Buying from Abroad: Can You Get a South African Home Loan If You Live Overseas?
December does something interesting to people. A week in the Cape, a few long lunches with family, a drive along the coast, and suddenly a property that was 'just a thought' starts looking like a plan. It's no wonder visitors fall in love with our beautiful views and friendly neighbourhoods. Then comes the inevitable question: “I don’t live in South Africa — can I still get a home loan here?”
You can. But - as with all things in property - the detail matters. And that's where BondExcel...excels.
Non-residents and South Africans working abroad can buy property
South Africa doesn’t restrict foreign ownership, and the major banks do assess applications from people living abroad. If you’re a South African living overseas, the same principle applies. The bank doesn’t mind where you live, but how clearly your numbers speak.

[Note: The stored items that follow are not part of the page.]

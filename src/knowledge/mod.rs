//! Player profiles and the knowledge base that stores them.

mod profile;
mod store;

pub use self::profile::{
    PlayerProfile, CALLS_DOWN_WTSD, FOLDS_TO_THREE_BET, FREQUENT_FLOP_CBET, LOOSE_VPIP,
    PASSIVE_AGGRESSION, PASSIVE_PFR,
};
pub use self::store::KnowledgeBase;
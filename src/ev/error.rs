use thiserror::Error;

#[derive(Error, Debug, PartialEq, Eq, Clone, Copy, Hash)]
pub enum EvError {
    /// A record was filed under a hand it does not belong to. Upstream hand
    /// tracking is out of sync.
    #[error("EV record for hand {found} cannot be applied to hand {expected}")]
    HandMismatch { expected: u64, found: u64 },
}
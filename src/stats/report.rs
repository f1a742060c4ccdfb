use std::fmt;

use super::reliability::{SampleReliability, MIN_DISPLAY_SAMPLE_SIZE};
use super::statistics::PlayerStatistics;

/// Human readable summary of a player's statistics.
///
/// Percentages are withheld until [`MIN_DISPLAY_SAMPLE_SIZE`] hands have
/// been seen, so tiny samples cannot be mistaken for reads.
pub struct StatisticsReport<'a> {
    stats: &'a PlayerStatistics,
}

impl<'a> StatisticsReport<'a> {
    pub fn new(stats: &'a PlayerStatistics) -> Self {
        Self { stats }
    }
}

impl fmt::Display for StatisticsReport<'_> {
    fn fmt(&self, f: &mut fmt::Formatter<'_>) -> fmt::Result {
        let s = self.stats;
        let hands = s.hands_played();
        if hands < MIN_DISPLAY_SAMPLE_SIZE {
            writeln!(f, "Hands: {hands}")?;
            writeln!(f, "Insufficient data, statistics are not meaningful yet.")?;
            return write!(f, "{}", SampleReliability::Insufficient);
        }
        writeln!(f, "Hands: {} ({})", hands, s.reliability())?;
        writeln!(f, "VPIP/PFR: {:.1}% / {:.1}%", s.vpip(), s.pfr())?;
        writeln!(f, "Limp: {:.1}%", s.limp_frequency())?;
        writeln!(f, "3-Bet: {:.1}%", s.three_bet_pct())?;
        writeln!(f, "Fold to 3-Bet: {:.1}%", s.fold_to_three_bet())?;
        writeln!(
            f,
            "C-Bet: Flop {:.1}% / Turn {:.1}% / River {:.1}%",
            s.cbet_flop_pct(),
            s.cbet_turn_pct(),
            s.cbet_river_pct()
        )?;
        writeln!(
            f,
            "Aggression Factor: {:.2} (River: {:.2})",
            s.aggression_factor(),
            s.river_aggression()
        )?;
        writeln!(
            f,
            "Avg Sizing: Bet {:.0}% pot / Raise {:.0}% pot",
            s.avg_bet_sizing(),
            s.avg_raise_sizing()
        )?;
        writeln!(f, "WTSD: {:.1}%", s.wtsd())?;
        write!(f, "WSD: {:.1}%", s.wsd())?;
        if s.counters.showdown_count > 0 {
            write!(
                f,
                "\nEV adjusted: {:+.0} over {} showdowns",
                s.counters.ev_adjusted_total, s.counters.showdown_count
            )?;
        }
        Ok(())
    }
}
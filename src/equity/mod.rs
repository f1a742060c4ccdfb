//! Showdown equity for a hand against one or more known opponent hands.
//!
//! Complete boards are evaluated exactly; incomplete boards are sampled
//! with a seedable Monte Carlo. Bad input never panics, it degrades to a
//! neutral 0.5 and logs a warning.

mod builder;
mod config;
mod error;
mod estimator;

pub use self::builder::EquityEstimatorBuilder;
pub use self::config::{EquityConfig, BOARD_SIZE, DEFAULT_SAMPLE_COUNT, NEUTRAL_EQUITY};
pub use self::error::EquityError;
pub use self::estimator::{EquityEstimate, EquityEstimator, EquityMode};
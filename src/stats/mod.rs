//! Opportunity gated behavioral statistics.
//!
//! [`HandObservationTracker`] consumes a chronological action stream and
//! folds it into [`PlayerStatistics`]. Every percentage is backed by the
//! raw count of times the situation came up, so statistics from different
//! sessions can be added together.

mod action;
mod outcome;
mod reliability;
mod report;
mod statistics;
mod tracker;

pub use self::action::{ActionContext, ActionKind, BettingContext, PlayerAction, Street};
pub use self::outcome::HandOutcome;
pub use self::reliability::{
    SampleReliability, MIN_DISPLAY_SAMPLE_SIZE, MIN_RELIABLE_SAMPLE_SIZE, RELIABLE_SAMPLE_SIZE,
    VERY_RELIABLE_SAMPLE_SIZE,
};
pub use self::report::StatisticsReport;
pub use self::statistics::{DerivedStats, PlayerStatistics, StatCounters, AGGRESSION_FACTOR_CAP};
pub use self::tracker::{HandObservationTracker, LIMP_THRESHOLD_BB};
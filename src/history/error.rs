use thiserror::Error;

use crate::ev::EvError;

#[derive(Error, Debug, PartialEq, Eq, Clone, Copy, Hash)]
pub enum HistoryError {
    #[error("No session has been started")]
    NoSession,

    #[error("No hand is in progress")]
    NoHandInProgress,

    #[error("Outcome for hand {found} cannot close hand {expected}")]
    OutcomeMismatch { expected: u64, found: u64 },

    #[error(transparent)]
    Ev(#[from] EvError),
}

pub type Result<T> = std::result::Result<T, HistoryError>;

The structure is different - especially the deposit
This is where the plot shifts. Because of exchange-control rules, non-resident finance usually takes the form of the bank lending up to half the property value, with the rest funded from foreign currency introduced into South Africa.
Expats with valid documents or strong verification sometimes qualify for higher loan-to-value ratios, but only if the paperwork tells a clean, consistent story.
Why December creates delays
Falling for a property in December is easy. Getting documents in December is not.
Payroll teams disappear. HR departments vanish. International verification offices go quiet. A single missing statement can turn a “quick application” into a January task.
It’s not the banks that slow you down; it’s the ecosystem around them taking a well-earned break.
Where BondExcel helps
This is the moment you want someone who lives and breathes the detail. Non-resident applications require precision: exchange-control compliance, verified income, proof of foreign funds, clean statements, and no loose ends.
BondExcel steps in by preparing bank-ready applications and catching the small things before they become delays. It’s the same boutique, human service our local clients rely on, just tweaked for buyers who are navigating it from another time zone.
A December idea, a January plan
Many people fly home in December with more than holiday photos - they leave with a property they imagine owning. With the right preparation, the dream can become a realistic proposition in the new year.
So yes, living abroad and buying a home in South Africa is absolutely possible. It just needs clarity, accuracy, and a steady partner guiding you through the parts you can’t manage from abroad.